To start with, we need to identify LCRs in the human genome. This turned out to be a non-trivial problem. At first, we attempted to use published tandem repeat catalogs. However, targeting short-read tandem repeat calling, existing catalogs contain millions of fragmented regions that do not look highly repetitive. We did not know how to filter them given the large differences between these catalogs. Another practical issue is that these catalogs are defined on GRCh38 only and are hard to be reproduced for another assembly.
We then considered to find LCRs with standalone tools like TRF and ULTRA, but there was a similar problem: the overlaps between these tools are not large. We did not know what regions to choose: union, intersection, or something in between? This question was further complicated by the fact that each of these tools employs its own empirical model. It is difficult to interpret the differences between tools. Furthermore, the tandem repeating finding tools ignore LCRs without clear tandem pattern. Some of these tools, such as TRF and ULTRA, are also resource demanding. TRF may even fall into a near dead loop if option ā-lā is not large enough, but a large ā-lā consumes a lot of memory. We are not happy with existing tools, so decided to develop our own.
This is longdust. During its development, we realized that longdust, TRF and ULTRA can have large overlaps if we focus on highly repetitive LCRs. The differences between tools mostly come from borderline regions which we do not care too much for the SV analysis. In retrospect, TRF would probably be good enough for our purpose if we had thrown enough computing and known how to work with it. Nonetheless, longdust is still worth our effort given its high performance and more importantly, its explicit definition of string complexity.
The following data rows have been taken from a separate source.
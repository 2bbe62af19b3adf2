//! MongoDB backend implementation for personstore.
//!
//! This crate provides a MongoDB-based implementation of the `StoreBackend` trait,
//! giving persistent document storage backed by MongoDB's query engine.
//!
//! To use this backend, include the `mongodb` feature in your `Cargo.toml`:
//!
//! ```toml
//! [dependencies]
//! personstore = { version = "x.y.z", features = ["mongodb"] }
//! ```
//!
//! # Storage layout
//!
//! Each document is stored with its id in `_id` and its version counter in `_version`.
//! Both are stripped before documents are handed back to the caller. Field names
//! containing `.`, `$` or NUL are escaped on write and restored on read.
//!
//! # Example
//!
//! ```ignore
//! use personstore::{backend::StoreBackendBuilder, mongodb::MongoDbStore};
//!
//! #[tokio::main]
//! async fn main() -> Result<(), Box<dyn std::error::Error>> {
//!     let store = MongoDbStore::builder("mongodb://localhost:27017", "personstore")
//!         .build()
//!         .await?;
//!
//!     Ok(())
//! }
//! ```

#[allow(unused_extern_crates)]
extern crate self as personstore_mongodb;

pub mod store;
mod query;
mod sanitizer;

pub use store::{MongoDbStore, MongoDbStoreBuilder};
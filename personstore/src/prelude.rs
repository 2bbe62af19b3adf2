//! Convenient re-exports of commonly used types from personstore.
//!
//! ```ignore
//! use personstore::prelude::*;
//! ```

pub use personstore_core::{
    backend::{ReturnDocument, StoreBackend, StoreBackendBuilder},
    collection::{Collection, TypedCollection},
    document::{Document, DocumentExt, IntoDocumentId, Versioned},
    error::{DocumentStoreError, DocumentStoreResult, ErrorKind},
    query::{Expr, FieldOp, Filter, Query, QueryBuilder, QueryVisitor, Sort, SortDirection},
    store::DocumentStore,
};

pub use crate::{
    config::{BackendKind, StoreConfig},
    people::{FindOneAndUpdateOptions, PersonStore},
    people_query::PersonQuery,
    person::{NewPerson, Person, PersonField, PersonPatch},
};
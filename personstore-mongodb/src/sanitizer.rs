//! Field name sanitization for MongoDB compatibility.
//!
//! MongoDB restricts field names (keys) from containing dots and dollar signs, which
//! carry meaning in its query syntax. Keys are escaped on the way in and restored on
//! the way out. Values are stored untouched, so filters can compare against them as-is.

use bson::{Bson, Document};


/// Escapes and restores document keys.
///
/// Replaced characters:
/// - Dots (`.`) - used for nested field access in queries
/// - Dollar signs (`$`) - used for operators in queries
/// - Null bytes (`\0`) - field name terminators
pub(crate) struct ValueSanitizer;

impl ValueSanitizer {
    /// Character replacements for sanitization
    const REPLACEMENTS: [(&'static str, &'static str); 3] = [
        (".", "__dot__"),
        ("$", "__dollar__"),
        ("\0", "__null__"),
    ];

    /// Recursively escapes every key inside `value`.
    pub(crate) fn sanitize_value(value: &Bson) -> Bson {
        match value {
            Bson::Array(arr) => Bson::Array(arr.iter().map(Self::sanitize_value).collect()),
            Bson::Document(doc) => Bson::Document(Self::sanitize_document(doc)),
            _ => value.clone(),
        }
    }

    pub(crate) fn sanitize_document(doc: &Document) -> Document {
        doc.iter()
            .map(|(k, v)| (Self::sanitize_string(k), Self::sanitize_value(v)))
            .collect()
    }

    /// Escapes one key.
    pub(crate) fn sanitize_string(input: &str) -> String {
        let mut sanitized = input.to_string();
        for (target, replacement) in Self::REPLACEMENTS.iter() {
            sanitized = sanitized.replace(*target, *replacement);
        }
        sanitized
    }

    /// Escapes each segment of a dotted field path, keeping the dots as separators.
    pub(crate) fn sanitize_path(path: &str) -> String {
        path.split('.')
            .map(Self::sanitize_string)
            .collect::<Vec<_>>()
            .join(".")
    }

    /// Inverse of [`ValueSanitizer::sanitize_value`].
    pub(crate) fn restore_value(value: &Bson) -> Bson {
        match value {
            Bson::Array(arr) => Bson::Array(arr.iter().map(Self::restore_value).collect()),
            Bson::Document(doc) => Bson::Document(
                doc.iter()
                    .map(|(k, v)| (Self::restore_string(k), Self::restore_value(v)))
                    .collect(),
            ),
            _ => value.clone(),
        }
    }

    /// Restores one key.
    pub(crate) fn restore_string(input: &str) -> String {
        let mut restored = input.to_string();
        for (target, replacement) in Self::REPLACEMENTS.iter().rev() {
            restored = restored.replace(*replacement, *target);
        }
        restored
    }
}

#[cfg(test)]
mod tests {
    use super::*;
    use bson::doc;

    #[test]
    fn keys_are_escaped_and_values_kept() {
        let original = Bson::Document(doc! {
            "name": "Dr. Smith $",
            "prices.usd": 3,
            "nested": { "$weird": ["a.b"] },
        });

        let sanitized = ValueSanitizer::sanitize_value(&original);

        assert_eq!(
            sanitized,
            Bson::Document(doc! {
                "name": "Dr. Smith $",
                "prices__dot__usd": 3,
                "nested": { "__dollar__weird": ["a.b"] },
            })
        );
        assert_eq!(ValueSanitizer::restore_value(&sanitized), original);
    }

    #[test]
    fn paths_keep_their_separators() {
        assert_eq!(ValueSanitizer::sanitize_path("address.$city"), "address.__dollar__city");
        assert_eq!(ValueSanitizer::sanitize_path("favoriteFoods"), "favoriteFoods");
    }
}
After a long detour, we came back to our original problem on SV calling. At that point, we understood the bahaviors of LCR finding tools better and were more confident in choosing the right strategy to find LCRs. In the end, we used longdust combined with the HPRC graph for LCRs missing from GRCh38. I am not going to repeat our preprint. I will just show the summary figure:
Note that LCRs do not only affect SV calling; they are also a major source of SNP calling errors as I showed in 2014 and recently. They need to be analyzed separately, and carefully.